- [Task] Each line from the start of the entries through the line that contains "#[derive(Debug, Clone, PartialEq, Serialize, Deserialize)]" should be output exactly, please.

Stored items
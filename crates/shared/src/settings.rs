//! User settings as persisted by the extension's sync storage.
//!
//! Every field is optional so partial updates can be merged in place. Readers go
//! through the resolving accessors, which fall back to [`defaults`].

use serde::{Deserialize, Serialize};

/// Which query kinds an engine can answer.
#[derive(Debug, Clone, Copy, PartialEq, Eq, Serialize, Deserialize)]
#[serde(rename_all = "lowercase")]
pub enum Compatibility {
    Word,
    Sentence,
    Both,
}

impl Compatibility {
    pub fn supports_word(self) -> bool {
        !matches!(self, Compatibility::Sentence)
    }

    pub fn supports_sentence(self) -> bool {
        !matches!(self, Compatibility::Word)
    }
}

/// One entry of an engine preference list.
#[derive(Debug, Clone, PartialEq, Serialize, Deserialize)]
#[serde(rename_all = "camelCase")]
pub struct EngineItem {
    pub name: String,
    pub value: String,
    pub is_chat: bool,
    pub checked: bool,
    pub compatible: Compatibility,
}

#[derive(Debug, Clone, PartialEq, Eq, Serialize, Deserialize)]
#[serde(rename_all = "camelCase")]
pub struct Language {
    pub language: String,
    pub name: String,
    #[serde(default, skip_serializing_if = "Option::is_none")]
    pub name_en: Option<String>,
}

#[derive(Debug, Clone, Default, PartialEq, Serialize, Deserialize)]
#[serde(rename_all = "camelCase")]
pub struct Setting {
    #[serde(rename = "openAIKey", skip_serializing_if = "Option::is_none")]
    pub open_ai_key: Option<String>,
    #[serde(rename = "openAIAddress", skip_serializing_if = "Option::is_none")]
    pub open_ai_address: Option<String>,
    #[serde(rename = "openAIModel", skip_serializing_if = "Option::is_none")]
    pub open_ai_model: Option<String>,

    #[serde(skip_serializing_if = "Option::is_none")]
    pub gemini_key: Option<String>,
    #[serde(skip_serializing_if = "Option::is_none")]
    pub gemini_address: Option<String>,

    #[serde(skip_serializing_if = "Option::is_none")]
    pub deep_seek_api_key: Option<String>,
    #[serde(skip_serializing_if = "Option::is_none")]
    pub deep_seek_address: Option<String>,

    #[serde(rename = "deepLXAddress", skip_serializing_if = "Option::is_none")]
    pub deep_lx_address: Option<String>,

    #[serde(rename = "customAIAddress", skip_serializing_if = "Option::is_none")]
    pub custom_ai_address: Option<String>,
    #[serde(rename = "customAIModel", skip_serializing_if = "Option::is_none")]
    pub custom_ai_model: Option<String>,
    #[serde(rename = "customAIKey", skip_serializing_if = "Option::is_none")]
    pub custom_ai_key: Option<String>,

    /// Engine id last picked by the user.
    #[serde(skip_serializing_if = "Option::is_none")]
    pub engine: Option<String>,
    #[serde(skip_serializing_if = "Option::is_none")]
    pub word_engine_list: Option<Vec<EngineItem>>,
    #[serde(skip_serializing_if = "Option::is_none")]
    pub sentence_engine_list: Option<Vec<EngineItem>>,

    #[serde(skip_serializing_if = "Option::is_none")]
    pub target_language: Option<String>,
    #[serde(skip_serializing_if = "Option::is_none")]
    pub source_language: Option<Language>,

    #[serde(skip_serializing_if = "Option::is_none")]
    pub show_selection_icon: Option<bool>,
    #[serde(skip_serializing_if = "Option::is_none")]
    pub trigger_icon: Option<String>,
    #[serde(skip_serializing_if = "Option::is_none")]
    pub trigger_icon_size: Option<u32>,

    #[serde(skip_serializing_if = "Option::is_none")]
    pub word_system_prompt: Option<String>,
    #[serde(skip_serializing_if = "Option::is_none")]
    pub word_user_content: Option<String>,
    #[serde(skip_serializing_if = "Option::is_none")]
    pub sentence_system_prompt: Option<String>,
    #[serde(skip_serializing_if = "Option::is_none")]
    pub sentence_user_content: Option<String>,

    /// Keyboard chord such as `ctrl+shift+t`. Older builds stored it as `shoutcut`.
    #[serde(alias = "shoutcut", skip_serializing_if = "Option::is_none")]
    pub shortcut: Option<String>,
}

impl Setting {
    /// Merge a partial update: every field present in `update` overwrites ours.
    pub fn merge(&mut self, update: Setting) {
        macro_rules! take {
            ($($field:ident),* $(,)?) => {
                $(if update.$field.is_some() { self.$field = update.$field; })*
            };
        }
        take!(
            open_ai_key,
            open_ai_address,
            open_ai_model,
            gemini_key,
            gemini_address,
            deep_seek_api_key,
            deep_seek_address,
            deep_lx_address,
            custom_ai_address,
            custom_ai_model,
            custom_ai_key,
            engine,
            word_engine_list,
            sentence_engine_list,
            target_language,
            source_language,
            show_selection_icon,
            trigger_icon,
            trigger_icon_size,
            word_system_prompt,
            word_user_content,
            sentence_system_prompt,
            sentence_user_content,
            shortcut,
        );
    }

    pub fn source_language(&self) -> String {
        self.source_language
            .as_ref()
            .map(|l| l.language.clone())
            .filter(|l| !l.is_empty())
            .unwrap_or_else(|| defaults::SOURCE_LANGUAGE.to_string())
    }

    pub fn target_language(&self) -> String {
        self.target_language
            .clone()
            .filter(|l| !l.is_empty())
            .unwrap_or_else(defaults::target_language)
    }

    pub fn show_selection_icon(&self) -> bool {
        self.show_selection_icon
            .unwrap_or(defaults::SHOW_SELECTION_ICON)
    }

    pub fn trigger_icon_size(&self) -> u32 {
        self.trigger_icon_size.unwrap_or(defaults::TRIGGER_ICON_SIZE)
    }

    pub fn word_system_prompt(&self) -> &str {
        non_empty(&self.word_system_prompt).unwrap_or(defaults::WORD_SYSTEM_PROMPT)
    }

    pub fn word_user_content(&self) -> &str {
        non_empty(&self.word_user_content).unwrap_or(defaults::WORD_USER_CONTENT)
    }

    pub fn sentence_system_prompt(&self) -> &str {
        non_empty(&self.sentence_system_prompt).unwrap_or(defaults::SENTENCE_SYSTEM_PROMPT)
    }

    pub fn sentence_user_content(&self) -> &str {
        non_empty(&self.sentence_user_content).unwrap_or(defaults::SENTENCE_USER_CONTENT)
    }

    pub fn shortcut(&self) -> Option<&str> {
        non_empty(&self.shortcut)
    }

    /// Engines offered for single-word queries, user order first.
    pub fn word_engine_list(&self) -> Vec<EngineItem> {
        match &self.word_engine_list {
            Some(list) if !list.is_empty() => list.clone(),
            _ => defaults::word_engine_list(),
        }
    }

    /// Engines offered for sentence queries, user order first.
    pub fn sentence_engine_list(&self) -> Vec<EngineItem> {
        match &self.sentence_engine_list {
            Some(list) if !list.is_empty() => list.clone(),
            _ => defaults::sentence_engine_list(),
        }
    }
}

fn non_empty(value: &Option<String>) -> Option<&str> {
    value.as_deref().filter(|s| !s.trim().is_empty())
}

/// Normalise any Chinese locale tag other than the two script tags to `zh-Hans`.
pub fn format_zh_code(code: &str) -> String {
    if code.contains("zh") && code != "zh-Hans" && code != "zh-Hant" {
        "zh-Hans".to_string()
    } else {
        code.to_string()
    }
}

pub mod defaults {
    use super::{format_zh_code, Compatibility, EngineItem};

    pub const OPENAI_ADDRESS: &str = "https://api.openai.com/v1/chat/completions";
    pub const OPENAI_MODEL: &str = "gpt-4o";
    pub const DEEPSEEK_ADDRESS: &str = "https://api.deepseek.com/chat/completions";
    pub const DEEPSEEK_MODEL: &str = "deepseek-chat";
    pub const GEMINI_ADDRESS: &str =
        "https://generativelanguage.googleapis.com/v1beta/models/gemini-pro:streamGenerateContent";
    pub const CLICK_TRANSLATE_ADDRESS: &str = "https://api.modelarts-maas.com/v1/chat/completions";
    pub const CLICK_TRANSLATE_MODEL: &str = "DeepSeek-V3";

    pub const SOURCE_LANGUAGE: &str = "en";
    pub const SHOW_SELECTION_ICON: bool = true;
    pub const TRIGGER_ICON_SIZE: u32 = 25;

    pub const WORD_SYSTEM_PROMPT: &str = "I am learning English. I will provide you with a sentence and a word from that sentence. Please explain the meaning of the word in the context of the sentence, following the format of the Oxford English-Chinese Dictionary. Output format:
Definition: The definition of the word in the sentence, keep it concise
US Phonetic: [US Phonetic]
UK Phonetic: [UK Phonetic]";
    pub const WORD_USER_CONTENT: &str = "单词是：{word}，句子是{sentence}";
    pub const SENTENCE_SYSTEM_PROMPT: &str = "You are a translation AI. You only need to provide the translation result without adding any irrelevant content.";
    pub const SENTENCE_USER_CONTENT: &str = "Translate the following text to { targetLanguage }: { sentence } ";

    /// Target language derived from the process locale (`LANG`), like a browser's
    /// `navigator.language`.
    pub fn target_language() -> String {
        std::env::var("LANG")
            .ok()
            .and_then(|lang| {
                let tag = lang.split('.').next().unwrap_or_default().replace('_', "-");
                match tag.as_str() {
                    "" | "C" | "POSIX" => None,
                    _ if tag.starts_with("zh") => Some(format_zh_code(&tag)),
                    _ => tag.split('-').next().map(str::to_string),
                }
            })
            .unwrap_or_else(|| "en".to_string())
    }

    fn item(name: &str, value: &str, is_chat: bool, checked: bool, compatible: Compatibility) -> EngineItem {
        EngineItem {
            name: name.into(),
            value: value.into(),
            is_chat,
            checked,
            compatible,
        }
    }

    /// The full engine catalogue in default order.
    pub fn engine_list() -> Vec<EngineItem> {
        vec![
            item("Click-Translate", "click-translate", true, true, Compatibility::Both),
            item("OpenAI", "openai", true, false, Compatibility::Both),
            item("Gemini", "gemini", true, false, Compatibility::Both),
            item("DeepSeek", "deepseek", true, false, Compatibility::Both),
            item("DeepLX", "deeplx", false, false, Compatibility::Sentence),
            item("Custom", "custom", true, false, Compatibility::Both),
        ]
    }

    pub fn word_engine_list() -> Vec<EngineItem> {
        engine_list()
            .into_iter()
            .filter(|e| e.compatible.supports_word())
            .collect()
    }

    pub fn sentence_engine_list() -> Vec<EngineItem> {
        engine_list()
            .into_iter()
            .filter(|e| e.compatible.supports_sentence())
            .collect()
    }
}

- [Answer to this exercise]
filename crates/shared/src/settings.rs
//! User settings as persisted by the extension's sync storage.
//!
//! Every field is optional so partial updates can be merged in place. Readers go
//! through the resolving accessors, which fall back to [`defaults`].

use serde::{Deserialize, Serialize};

/// Which query kinds an engine can answer.
#[derive(Debug, Clone, Copy, PartialEq, Eq, Serialize, Deserialize)]
#[serde(rename_all = "lowercase")]
pub enum Compatibility {
    Word,
    Sentence,
    Both,
}

impl Compatibility {
    pub fn supports_word(self) -> bool {
        !matches!(self, Compatibility::Sentence)
    }

    pub fn supports_sentence(self) -> bool {
        !matches!(self, Compatibility::Word)
    }
}

/// One entry of an engine preference list.
#[derive(Debug, Clone, PartialEq, Serialize, Deserialize)]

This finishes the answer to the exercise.